▶ **WHAT IS NEEDED**
Select all lines in the records that include "store".

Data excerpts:
□ □ □ □ □ □ □

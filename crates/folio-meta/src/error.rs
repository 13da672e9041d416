//! Error types for metadata operations.

use thiserror::Error;

/// Errors that can occur while loading or saving project metadata.
#[derive(Debug, Error)]
pub enum MetaError {
    /// Saving would exceed the store's capacity.
    #[error("metadata quota exceeded for {key}: document needs {needed} bytes, {available} available")]
    QuotaExceeded {
        key: String,
        needed: u64,
        available: u64,
    },

    /// The backend cannot be opened or read.
    #[error("metadata store unavailable: {0}")]
    Unavailable(String),

    /// The persisted document cannot be decoded.
    #[error("corrupt metadata document {key}: {reason}")]
    Corrupt { key: String, reason: String },

    /// The namespace key cannot be used as a storage key.
    #[error("invalid storage key {key:?}: {reason}")]
    InvalidKey { key: String, reason: String },

    /// The collection handed to `save` repeats an id.
    #[error("duplicate project id {id} in {key}")]
    DuplicateId { key: String, id: String },

    /// Serialization failure.
    #[error("serialization error: {0}")]
    Serialization(String),

    /// I/O error during file-based operations.
    #[error("io error: {0}")]
    Io(#[from] std::io::Error),
}

impl MetaError {
    /// Returns `true` if this is a capacity failure.
    pub fn is_quota_exceeded(&self) -> bool {
        matches!(self, Self::QuotaExceeded { .. })
    }
}

/// Convenience type alias for metadata operations.
pub type MetaResult<T> = std::result::Result<T, MetaError>;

□ □ □ □ □ □ □

▶ **EXERCISE OUTPUT**
    /// Saving would exceed the store's capacity.
    #[error("metadata store unavailable: {0}")]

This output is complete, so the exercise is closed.